Why Benchmarking Matters

Benchmarking your practice's billing performance against industry standards helps you identify where you're losing revenue and prioritize improvement efforts. ABA billing has specific benchmarks that differ from general medical billing due to the authorization-heavy nature of the specialty.

Key ABA Billing Benchmarks

Denial Rate

Performance LevelDenial Rate
Best-in-class<4%
Good4–8%
Average8–15%
Needs improvement>15%

The average ABA practice has a denial rate of 8–12%. Best-in-class practices achieve 3–5% through rigorous pre-authorization verification and clean claim submission processes.

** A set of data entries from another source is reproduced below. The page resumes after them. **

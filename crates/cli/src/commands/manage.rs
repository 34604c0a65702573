//! Back-office commands: stock levels and order status.

use tracing::info;

use musicshop_core::{AlbumId, OrderId, OrderStatus};
use musicshop_storefront::services::{CheckoutService, InventoryService};

use super::CliError;

/// Set an album's stock level.
///
/// # Errors
///
/// Returns an error for negative stock, unknown albums, or storage failure.
pub async fn set_stock(album: AlbumId, stock: i32) -> Result<(), CliError> {
    let store = super::connect().await?;
    let update = InventoryService::new(&store).set_stock(album, stock).await?;

    info!(
        album = %update.album.name,
        previous = update.transition.previous,
        current = update.transition.current,
        "Stock set"
    );
    if !update.notified.is_empty() {
        info!(customers = update.notified.len(), "Back-in-stock notifications sent");
    }
    Ok(())
}

/// Move an order to `status`.
///
/// # Errors
///
/// Returns an error for unknown orders, backward moves, or storage failure.
pub async fn advance_order(
    order: OrderId,
    status: OrderStatus,
) -> Result<(), CliError> {
    let store = super::connect().await?;
    let order = CheckoutService::new(&store)
        .advance_status(order, status)
        .await?;

    info!(order_id = %order.id, status = %order.status, "Order updated");
    Ok(())
}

Clean Claim Rate (First-Pass Rate)

Performance LevelClean Claim Rate
Best-in-class>97%
Good94–97%
Average88–94%
Needs improvement<88%

Days in Accounts Receivable

Performance LevelDays in AR
Best-in-class<30 days
Good30–45 days
Average45–60 days
Needs improvement>60 days

Authorization Utilization Rate

Performance LevelUtilization Rate
Best-in-class>90%
Good80–90%
Average70–80%
Needs improvement<70%

What Best-in-Class Practices Do Differently

1. Pre-authorization verification before every session. Best-in-class practices verify authorization status before the session, not just at intake. This prevents the most common denial reason (authorization not on file).

2. Payor-specific billing workflows. Rather than using a single billing workflow for all payors, top practices maintain payor-specific workflows that account for different modifier requirements, documentation standards, and authorization processes.

3. Same-day claim submission. Claims submitted within 24 hours of the date of service have significantly lower denial rates than claims submitted weeks later. Same-day submission also maximizes cash flow.

4. Denial root cause analysis. Best-in-class practices track denial reasons and conduct monthly root cause analysis to identify systemic issues. A single billing error that affects 50 claims is worth fixing; a one-off error is not.

5. Authorization renewal tracking. Proactive authorization renewal — starting the renewal process 45–60 days before expiration — prevents gaps in coverage that result in denied claims.

Calculating Your Practice's Metrics

Denial rate: (Number of denied claims / Total claims submitted) × 100

Clean claim rate: (Number of claims paid on first submission / Total claims submitted) × 100

Days in AR: Total AR balance / (Total charges in the past 90 days / 90)

Authorization utilization rate: (Units billed / Units authorized) × 100

If you don't currently track these metrics, start with denial rate and days in AR — these two metrics provide the most actionable information about your billing performance.